Proceedings how and when taken

36. (1) Except where provision is otherwise made in the relevant Act[48] concerned, proceedings for an offence against a provision of a relevant Act may be instituted only –

  1. (a)
    by the Commission;
  1. (b)
    by a person to whom the Commission has delegated the power to institute the proceedings;
  1. (c)
    by a person authorized by a person referred to in paragraph (b) to institute the proceedings; or
  1. (d)
    by another person authorized in writing by the Ministerial Council to institute the proceedings.

(2) A delegation for the purposes of paragraph (1)(b) or an authorization for the purposes of paragraph (1)(c) or (d) may relate to all offences against relevant Acts, to all offences against a particular relevant Act or particular relevant Acts, to a particular offence or particular offences against a relevant Act, to any offences against, or constituted by any contravention of, or failure to comply with, a particular provision or particular provisions of a relevant Act or to a class of offences against a relevant Act.”

  1. [60]
    Section 36(1) was amended, in 1981,[49] so that the opening words read “Except where provision is otherwise made in the relevant Act concerned, in any proceedings for an offence against a provision of a relevant Act, any information, charge, complaint or application may be laid or made only” by a person mentioned in (a), (b), (c) or (d).
  2. [61]
    As amended in 1981, s 35 of the Companies and Securities (Interpretation and Miscellaneous Provisions) Act 1980 (Cth) provided:
    1. (a)
      by s 35(1) that an offence against a relevant Act that is not punishable by imprisonment, or is punishable by imprisonment for a period not exceeding 6 months, is, unless the contrary intention appears, punishable summarily; and
    2. (b)
      by s 35(2) that an offence against a relevant Act that is punishable by imprisonment for a period exceeding 6 months is, subject to sub-section (3), punishable on indictment.  Sub-section 35(3) provided:

“(3) Where –

  1. (a)
    proceedings for an offence against a relevant Act that is punishable by imprisonment for a period exceeding 6 months are brought in a court of summary jurisdiction; and
  1. (b)
    the prosecutor requests the court to hear and determine the proceedings,

the offence is punishable summarily and the court shall hear and determine the proceedings.”

  1. [62]
    The amendments to the Crimes Act 1914, by which ss 4G (indictable offences), 4H (summary offices) and s 4J (indictable offences which may be dealt with summarily) were enacted, were made in 1987.[50]
  2. [63]
    In 1988 the Bill which became the Corporations Act 1989, was presented in Parliament.  Clause 1315 of the Corporations Bill 1988 provided as follows:

Proceedings: how taken

1315. (1) Subject to this Act, in any proceedings for an offence against this Act, any information, charge, complaint or application may be laid or made only by:

  1. (a)
    the Commission;
  1. (b)
    a Commission delegate; or
  1. (c)
    another person authorised in writing by the Minister to institute the proceedings.

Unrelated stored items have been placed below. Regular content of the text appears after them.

//! Shared fixtures: an in-process identity provider and a cattrack server
//! bound to loopback ports.
#![allow(dead_code)]

use std::sync::Arc;
use std::time::Duration;

use axum::extract::{Path, State};
use axum::http::{HeaderMap, StatusCode};
use axum::routing::{get, post};
use axum::{Json, Router};
use parking_lot::Mutex;
use serde_json::{json, Value};

use cattrack::dispatch::Dispatcher;
use cattrack::identity::{HttpIdentityProvider, IdentityResolver};
use cattrack::rate_limit::RateLimiter;
use cattrack::server::{serve, AppState};
use cattrack::storage::MemoryCatStore;

pub const SECRET: &str = "integration-secret";
pub const GOOD_TOKEN: &str = "idp-issued-token";
/// Bearer the fake provider always rejects.
pub const REVOKED_TOKEN: &str = "revoked";

#[derive(Debug, Clone, PartialEq)]
pub struct Seen {
    pub route: String,
    pub bearer: Option<String>,
    pub body: Option<Value>,
}

/// Fake identity service; records every request it answers.
#[derive(Clone, Default)]
pub struct FakeIdp {
    pub seen: Arc<Mutex<Vec<Seen>>>,
}

impl FakeIdp {
    pub fn routes(&self) -> Vec<String> { self.seen.lock().iter().map(|s| s.route.clone()).collect() }
    pub fn last(&self) -> Option<Seen> { self.seen.lock().last().cloned() }
}

fn user_json(id: &str) -> Value {
    json!({ "_id": id, "user_name": format!("user-{id}"), "email": format!("{id}@cats.test") })
}

fn message(msg: &str, id: &str, token: Option<&str>) -> Value {
    json!({ "message": msg, "token": token, "user": user_json(id) })
}

fn record(idp: &FakeIdp, route: String, headers: &HeaderMap, body: Option<Value>) -> Option<String> {
    let bearer = headers
        .get("authorization")
        .and_then(|v| v.to_str().ok())
        .and_then(|v| v.strip_prefix("Bearer "))
        .map(str::to_string);
    idp.seen.lock().push(Seen { route, bearer: bearer.clone(), body });
    bearer
}

fn require(bearer: Option<String>) -> Result<(), StatusCode> {
    match bearer.as_deref() {
        Some(t) if !t.is_empty() && t != REVOKED_TOKEN => Ok(()),
        _ => Err(StatusCode::UNAUTHORIZED),
    }
}

async fn list_users(State(idp): State<FakeIdp>, headers: HeaderMap) -> Json<Value> {
    record(&idp, "GET /users".into(), &headers, None);
    Json(json!([user_json("u1"), user_json("u2")]))
}

async fn user_by_id(State(idp): State<FakeIdp>, Path(id): Path<String>, headers: HeaderMap) -> Result<Json<Value>, StatusCode> {
    record(&idp, format!("GET /users/{id}"), &headers, None);
    if id == "missing" { return Err(StatusCode::NOT_FOUND); }
    Ok(Json(user_json(&id)))
}

async fn check_token(State(idp): State<FakeIdp>, Path(id): Path<String>, headers: HeaderMap) -> Result<Json<Value>, StatusCode> {
    require(record(&idp, format!("GET /users/{id}/check"), &headers, None))?;
    Ok(Json(message("token ok", &id, None)))
}

async fn login(State(idp): State<FakeIdp>, headers: HeaderMap, Json(body): Json<Value>) -> Result<Json<Value>, StatusCode> {
    record(&idp, "POST /auth/login".into(), &headers, Some(body.clone()));
    if body["password"] != "pw" { return Err(StatusCode::UNAUTHORIZED); }
    let name = body["username"].as_str().unwrap_or_default();
    Ok(Json(message("logged in", name, Some(GOOD_TOKEN))))
}

async fn register(State(idp): State<FakeIdp>, headers: HeaderMap, Json(body): Json<Value>) -> Result<Json<Value>, StatusCode> {
    record(&idp, "POST /users".into(), &headers, Some(body.clone()));
    if body["user_name"] == "taken" { return Err(StatusCode::CONFLICT); }
    Ok(Json(message("registered", "new-user", Some(GOOD_TOKEN))))
}

async fn update_user(State(idp): State<FakeIdp>, headers: HeaderMap, Json(body): Json<Value>) -> Result<Json<Value>, StatusCode> {
    require(record(&idp, "PUT /users".into(), &headers, Some(body)))?;
    Ok(Json(message("updated", "u1", None)))
}

async fn delete_user(State(idp): State<FakeIdp>, headers: HeaderMap) -> Result<Json<Value>, StatusCode> {
    require(record(&idp, "DELETE /users".into(), &headers, None))?;
    Ok(Json(message("deleted", "u1", None)))
}

async fn delete_user_as_admin(State(idp): State<FakeIdp>, Path(id): Path<String>, headers: HeaderMap) -> Result<Json<Value>, StatusCode> {
    require(record(&idp, format!("DELETE /users/{id}"), &headers, None))?;
    Ok(Json(message("deleted", &id, None)))
}

/// Start the fake identity provider; returns its base URL.
pub async fn spawn_idp() -> anyhow::Result<(String, FakeIdp)> {
    let idp = FakeIdp::default();
    let app = Router::new()
        .route("/users", get(list_users).post(register).put(update_user).delete(delete_user))
        .route("/users/{id}", get(user_by_id).delete(delete_user_as_admin))
        .route("/users/{id}/check", get(check_token))
        .route("/auth/login", post(login))
        .with_state(idp.clone());
    let listener = tokio::net::TcpListener::bind("127.0.0.1:0").await?;
    let addr = listener.local_addr()?;
    tokio::spawn(async move { axum::serve(listener, app).await });
    Ok((format!("http://{addr}"), idp))
}

pub fn provider(base_url: &str) -> anyhow::Result<HttpIdentityProvider> {
    Ok(HttpIdentityProvider::new(base_url, Duration::from_secs(2), Duration::from_secs(5))?)
}

/// Start cattrack in front of `idp_url` with signature verification on.
pub async fn spawn_api(idp_url: &str) -> anyhow::Result<String> {
    let dispatcher = Dispatcher::new(Arc::new(MemoryCatStore::new()), Arc::new(provider(idp_url)?), Arc::new(RateLimiter::new()))
        .with_timeout(Duration::from_secs(10));
    let state = AppState::new(IdentityResolver::new(Some(SECRET.to_string())), dispatcher);
    let listener = tokio::net::TcpListener::bind("127.0.0.1:0").await?;
    let addr = listener.local_addr()?;
    tokio::spawn(serve(listener, state));
    Ok(format!("http://{addr}"))
}

/// Signed bearer token for `id` with `role`.
pub fn token_for(id: &str, role: &str) -> String {
    let exp = chrono::Utc::now().timestamp() + 3600;
    cattrack::identity::sign_hs256(&json!({ "id": id, "role": role, "exp": exp }), SECRET)
}
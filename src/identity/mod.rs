//! Caller identity: credential resolution, the remote identity provider and
//! the per-operation authorization guard.
//! Keep the public surface thin and split implementation across sub-modules.

mod principal;
mod token;
mod resolver;
mod provider;
mod request_context;
mod authorizer;

pub use principal::{Identity, Role};
pub use token::{TokenClaims, TokenError, decode_claims, verify_hs256, sign_hs256};
pub use resolver::{IdentityResolver, extract_bearer};
pub use provider::{
    Credentials, HttpIdentityProvider, IdentityProvider, IdentityProviderError, LoginMessageResponse,
    ProviderResult, User, UserInput,
};
pub use request_context::RequestContext;
pub use authorizer::{AuthorizationDecision, DenyReason, RequiredCheck, authorize};
use serde::{Deserialize, Serialize};

#[derive(Debug, Clone, Copy, Serialize, Deserialize, PartialEq, Eq, Hash)]
#[serde(rename_all = "lowercase")]
pub enum Role {
    User,
    Admin,
}

impl Role {
    pub fn parse(s: &str) -> Option<Role> {
        match s.trim().to_ascii_lowercase().as_str() {
            "user" => Some(Role::User),
            "admin" => Some(Role::Admin),
            _ => None,
        }
    }
}

/// Caller identity resolved from the request credential.
///
/// Built once per inbound request and dropped with it. The anonymous identity
/// has every field unset; any identity carrying a token counts as
/// authenticated by presence.
#[derive(Debug, Clone, Default, Serialize, Deserialize, PartialEq, Eq)]
pub struct Identity {
    #[serde(default)]
    pub id: Option<String>,
    #[serde(default)]
    pub role: Option<Role>,
    #[serde(default, skip_serializing)]
    pub token: Option<String>,
}

impl Identity {
    pub fn anonymous() -> Self { Self::default() }

    pub fn new<S: Into<String>>(id: S, role: Role, token: S) -> Self {
        Self { id: Some(id.into()), role: Some(role), token: Some(token.into()) }
    }

    pub fn is_authenticated(&self) -> bool { self.token.is_some() }

    pub fn is_admin(&self) -> bool { self.role == Some(Role::Admin) }

    /// True when this identity's id equals `owner_id`. An identity without
    /// an id never owns anything.
    pub fn owns(&self, owner_id: Option<&str>) -> bool {
        match (self.id.as_deref(), owner_id) {
            (Some(me), Some(owner)) => me == owner,
            _ => false,
        }
    }
}
use tracing::debug;

use super::principal::{Identity, Role};
use super::token::{decode_claims, verify_hs256};

/// Extract the token from an `Authorization: Bearer <token>` header value.
/// The scheme is matched case-insensitively; an empty token counts as absent.
pub fn extract_bearer(raw: Option<&str>) -> Option<&str> {
    let header = raw?.trim();
    let (scheme, rest) = header.split_once(char::is_whitespace)?;
    if !scheme.eq_ignore_ascii_case("bearer") { return None; }
    let token = rest.trim();
    if token.is_empty() { None } else { Some(token) }
}

/// Turns the inbound credential header into an [`Identity`]. Never fails:
/// anything unusable resolves to the anonymous identity.
#[derive(Debug, Clone, Default)]
pub struct IdentityResolver {
    secret: Option<String>,
}

impl IdentityResolver {
    /// `secret` enables HS256 verification; without it claims are trusted on presence.
    pub fn new(secret: Option<String>) -> Self {
        Self { secret: secret.filter(|s| !s.is_empty()) }
    }

    pub fn verifies_signatures(&self) -> bool { self.secret.is_some() }

    pub fn resolve(&self, raw_authorization: Option<&str>) -> Identity {
        self.resolve_at(raw_authorization, chrono::Utc::now().timestamp())
    }

    pub fn resolve_at(&self, raw_authorization: Option<&str>, now: i64) -> Identity {
        let Some(token) = extract_bearer(raw_authorization) else { return Identity::anonymous(); };

        let claims = match &self.secret {
            Some(secret) => match verify_hs256(token, secret, now) {
                Ok(c) => Some(c),
                Err(e) => {
                    debug!(error = %e, "bearer token rejected; treating caller as anonymous");
                    return Identity::anonymous();
                }
            },
            None => decode_claims(token).ok(),
        };

        let (id, role) = match claims {
            Some(c) => (c.subject(), c.role.as_deref().and_then(Role::parse)),
            None => (None, None),
        };
        Identity { id, role, token: Some(token.to_string()) }
    }
}
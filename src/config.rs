//! Runtime configuration from environment variables, with `--port` / `--bind`
//! command-line overrides.

use std::collections::HashMap;
use std::net::{IpAddr, SocketAddr};
use std::time::Duration;

use anyhow::{Context, Result, anyhow};

use crate::rate_limit::WindowSpec;

pub const ENV_AUTH_URL: &str = "AUTH_URL";
pub const ENV_JWT_SECRET: &str = "JWT_SECRET";
pub const ENV_HTTP_PORT: &str = "CATTRACK_HTTP_PORT";
pub const ENV_BIND: &str = "CATTRACK_BIND";
pub const ENV_UPSTREAM_TIMEOUT_MS: &str = "CATTRACK_UPSTREAM_TIMEOUT_MS";
pub const ENV_OPERATION_TIMEOUT_MS: &str = "CATTRACK_OPERATION_TIMEOUT_MS";
pub const ENV_LOGIN_WINDOW_MS: &str = "CATTRACK_LOGIN_WINDOW_MS";
pub const ENV_LOGIN_MAX: &str = "CATTRACK_LOGIN_MAX";
pub const ENV_RATE_SWEEP_SECS: &str = "CATTRACK_RATE_SWEEP_SECS";
pub const ENV_TRUST_FORWARDED_FOR: &str = "CATTRACK_TRUST_FORWARDED_FOR";

#[derive(Clone)]
pub struct Config {
    pub auth_url: String,
    pub jwt_secret: Option<String>,
    pub bind: IpAddr,
    pub http_port: u16,
    pub upstream_timeout: Duration,
    pub operation_timeout: Duration,
    pub login_window: WindowSpec,
    /// Zero disables the background sweep.
    pub rate_sweep_interval: Duration,
    pub trust_forwarded_for: bool,
}

impl std::fmt::Debug for Config {
    fn fmt(&self, f: &mut std::fmt::Formatter<'_>) -> std::fmt::Result {
        f.debug_struct("Config")
            .field("auth_url", &self.auth_url)
            .field("jwt_secret", &self.jwt_secret.as_ref().map(|_| "<set>"))
            .field("bind", &self.bind)
            .field("http_port", &self.http_port)
            .field("upstream_timeout", &self.upstream_timeout)
            .field("operation_timeout", &self.operation_timeout)
            .field("login_window", &self.login_window)
            .field("rate_sweep_interval", &self.rate_sweep_interval)
            .field("trust_forwarded_for", &self.trust_forwarded_for)
            .finish()
    }
}

fn parse_num<T: std::str::FromStr>(vars: &HashMap<String, String>, name: &str, default: T) -> Result<T>
where
    T::Err: std::fmt::Display,
{
    match vars.get(name).map(|s| s.trim()).filter(|s| !s.is_empty()) {
        Some(raw) => raw.parse::<T>().map_err(|e| anyhow!("{name}={raw:?}: {e}")),
        None => Ok(default),
    }
}

fn parse_bool(vars: &HashMap<String, String>, name: &str) -> Result<bool> {
    let Some(v) = vars.get(name) else { return Ok(false); };
    match v.trim().to_lowercase().as_str() {
        "1" | "true" | "yes" | "on" => Ok(true),
        "" | "0" | "false" | "no" | "off" => Ok(false),
        other => Err(anyhow!("{name}={other:?}: expected a boolean")),
    }
}

fn parse_arg<'a>(args: &'a [String], flag: &str) -> Option<&'a str> {
    let mut i = 0;
    while i < args.len() {
        if args[i] == flag && i + 1 < args.len() {
            return Some(args[i + 1].as_str());
        }
        if let Some(v) = args[i].strip_prefix(flag).and_then(|r| r.strip_prefix('=')) {
            return Some(v);
        }
        i += 1;
    }
    None
}

impl Config {
    pub fn from_env() -> Result<Self> {
        let vars: HashMap<String, String> = std::env::vars().collect();
        let args: Vec<String> = std::env::args().skip(1).collect();
        Self::from_sources(&vars, &args)
    }

    /// Build from an explicit variable map and argument list (arguments win).
    pub fn from_sources(vars: &HashMap<String, String>, args: &[String]) -> Result<Self> {
        let auth_url = vars
            .get(ENV_AUTH_URL)
            .map(|s| s.trim().trim_end_matches('/').to_string())
            .filter(|s| !s.is_empty())
            .ok_or_else(|| anyhow!("{ENV_AUTH_URL} must be set to the identity provider base URL"))?;
        if !(auth_url.starts_with("http://") || auth_url.starts_with("https://")) {
            return Err(anyhow!("{ENV_AUTH_URL} must be an http(s) URL, got {auth_url:?}"));
        }

        let mut http_port: u16 = parse_num(vars, ENV_HTTP_PORT, 3000)?;
        if let Some(p) = parse_arg(args, "--port") {
            http_port = p.parse().with_context(|| format!("--port {p:?}"))?;
        }
        let mut bind: IpAddr = parse_num(vars, ENV_BIND, IpAddr::from([0, 0, 0, 0]))?;
        if let Some(b) = parse_arg(args, "--bind") {
            bind = b.parse().with_context(|| format!("--bind {b:?}"))?;
        }

        let login_window_ms: u64 = parse_num(vars, ENV_LOGIN_WINDOW_MS, 1000)?;
        let login_max: u32 = parse_num(vars, ENV_LOGIN_MAX, 10)?;
        if login_window_ms == 0 || login_max == 0 {
            return Err(anyhow!("{ENV_LOGIN_WINDOW_MS} and {ENV_LOGIN_MAX} must be positive"));
        }

        Ok(Self {
            auth_url,
            jwt_secret: vars.get(ENV_JWT_SECRET).cloned().filter(|s| !s.is_empty()),
            bind,
            http_port,
            upstream_timeout: Duration::from_millis(parse_num(vars, ENV_UPSTREAM_TIMEOUT_MS, 5000)?),
            operation_timeout: Duration::from_millis(parse_num(vars, ENV_OPERATION_TIMEOUT_MS, 10_000)?),
            login_window: WindowSpec::new(Duration::from_millis(login_window_ms), login_max),
            rate_sweep_interval: Duration::from_secs(parse_num(vars, ENV_RATE_SWEEP_SECS, 30)?),
            trust_forwarded_for: parse_bool(vars, ENV_TRUST_FORWARDED_FOR)?,
        })
    }

    pub fn socket_addr(&self) -> SocketAddr { SocketAddr::new(self.bind, self.http_port) }
}
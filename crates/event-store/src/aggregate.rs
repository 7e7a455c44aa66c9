//! Aggregates: the unit of a push.

use serde::Serialize;

use crate::precondition::{Precondition, PreconditionError};
use crate::{AggregateId, AggregateType, Event, EventQuery, EventType, IdentityContext, Sequence};

/// An event that has not been committed yet.
#[derive(Debug, Clone, PartialEq)]
pub struct PendingEvent {
    pub event_type: EventType,
    pub payload: serde_json::Value,
}

/// A consistency boundary submitted to the log in a single push.
///
/// Aggregates are ephemeral: built per command, pushed once, then dropped.
/// `previous_sequence` is the concurrency anchor: `Some(n)` demands that
/// the latest sequence of the aggregate's scope is `n`, `None` skips the
/// check.
#[derive(Debug, Clone)]
pub struct Aggregate {
    id: AggregateId,
    aggregate_type: AggregateType,
    resource_owner: String,
    editor_user: String,
    editor_service: String,
    previous_sequence: Option<Sequence>,
    events: Vec<PendingEvent>,
    precondition: Option<Precondition>,
}

impl Aggregate {
    /// Creates an aggregate stamped with the identity of `ctx`.
    pub fn new(
        id: AggregateId,
        aggregate_type: impl Into<AggregateType>,
        ctx: &IdentityContext,
        editor_service: impl Into<String>,
    ) -> Self {
        Self {
            id,
            aggregate_type: aggregate_type.into(),
            resource_owner: ctx.resource_owner().to_string(),
            editor_user: ctx.editor_user().to_string(),
            editor_service: editor_service.into(),
            previous_sequence: None,
            events: Vec::new(),
            precondition: None,
        }
    }

    /// Anchors the aggregate at `sequence`.
    pub fn with_previous_sequence(mut self, sequence: Sequence) -> Self {
        self.previous_sequence = Some(sequence);
        self
    }

    /// Appends a pending event with a raw JSON payload.
    pub fn push_event(mut self, event_type: impl Into<EventType>, payload: serde_json::Value) -> Self {
        self.events.push(PendingEvent {
            event_type: event_type.into(),
            payload,
        });
        self
    }

    /// Appends a pending event with a serializable payload.
    pub fn push_data<T: Serialize>(
        self,
        event_type: impl Into<EventType>,
        payload: &T,
    ) -> Result<Self, serde_json::Error> {
        let payload = serde_json::to_value(payload)?;
        Ok(self.push_event(event_type, payload))
    }

    /// Sets the precondition checked by the log before commit.
    pub fn set_precondition<F>(mut self, query: EventQuery, validation: F) -> Self
    where
        F: Fn(&[Event]) -> Result<Option<Sequence>, PreconditionError> + Send + Sync + 'static,
    {
        self.precondition = Some(Precondition::new(query, validation));
        self
    }

    /// Runs the precondition's validation against `events`.
    ///
    /// On success an anchor returned by the validation replaces
    /// `previous_sequence`. On failure the aggregate is left untouched.
    pub fn validate_precondition(&mut self, events: &[Event]) -> Result<bool, PreconditionError> {
        let Some(precondition) = &self.precondition else {
            return Ok(false);
        };
        if let Some(anchor) = precondition.validate(events)? {
            self.previous_sequence = Some(anchor);
            return Ok(true);
        }
        Ok(false)
    }

    pub fn id(&self) -> &AggregateId {
        &self.id
    }

    pub fn aggregate_type(&self) -> &AggregateType {
        &self.aggregate_type
    }

    pub fn resource_owner(&self) -> &str {
        &self.resource_owner
    }

    pub fn editor_user(&self) -> &str {
        &self.editor_user
    }

    pub fn editor_service(&self) -> &str {
        &self.editor_service
    }

    pub fn previous_sequence(&self) -> Option<Sequence> {
        self.previous_sequence
    }

    pub fn events(&self) -> &[PendingEvent] {
        &self.events
    }

    pub fn precondition(&self) -> Option<&Precondition> {
        self.precondition.as_ref()
    }

    /// Query selecting this aggregate's own stream.
    pub fn stream_query(&self) -> EventQuery {
        EventQuery::for_aggregate(self.aggregate_type.clone(), self.id.clone())
    }
}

(2) A delegation for the purposes of paragraph (1)(b), or an authorisation for the purposes of paragraph (1)(c), may relate to all offences, or to specified offences, against this Act.”[51]

  1. [64]
    The explanatory memorandum to the 1988 Bill said, in relation to clause 1315 (at [3929]):

“This provision is based on s 36 of the C&S Interpretation Act and will provide that unless the Bill provides otherwise, any information, charge, complaint or application in relation to proceedings for an offence against the Bill will only be able to be laid or made by the ASC or a delegate of the ASC, or any other person authorised by the Minister to institute proceedings.”[52]

  1. [65]
    Amendments to clause 1315 were proposed.  A supplementary explanatory memorandum said the following, about the amendments proposed to clause 1315:

“282. Clause 1315 requires the ASC, an ASC delegate or a person authorised by the Minister to have the sole duty to cause proceedings to be begun for offences against the Bill.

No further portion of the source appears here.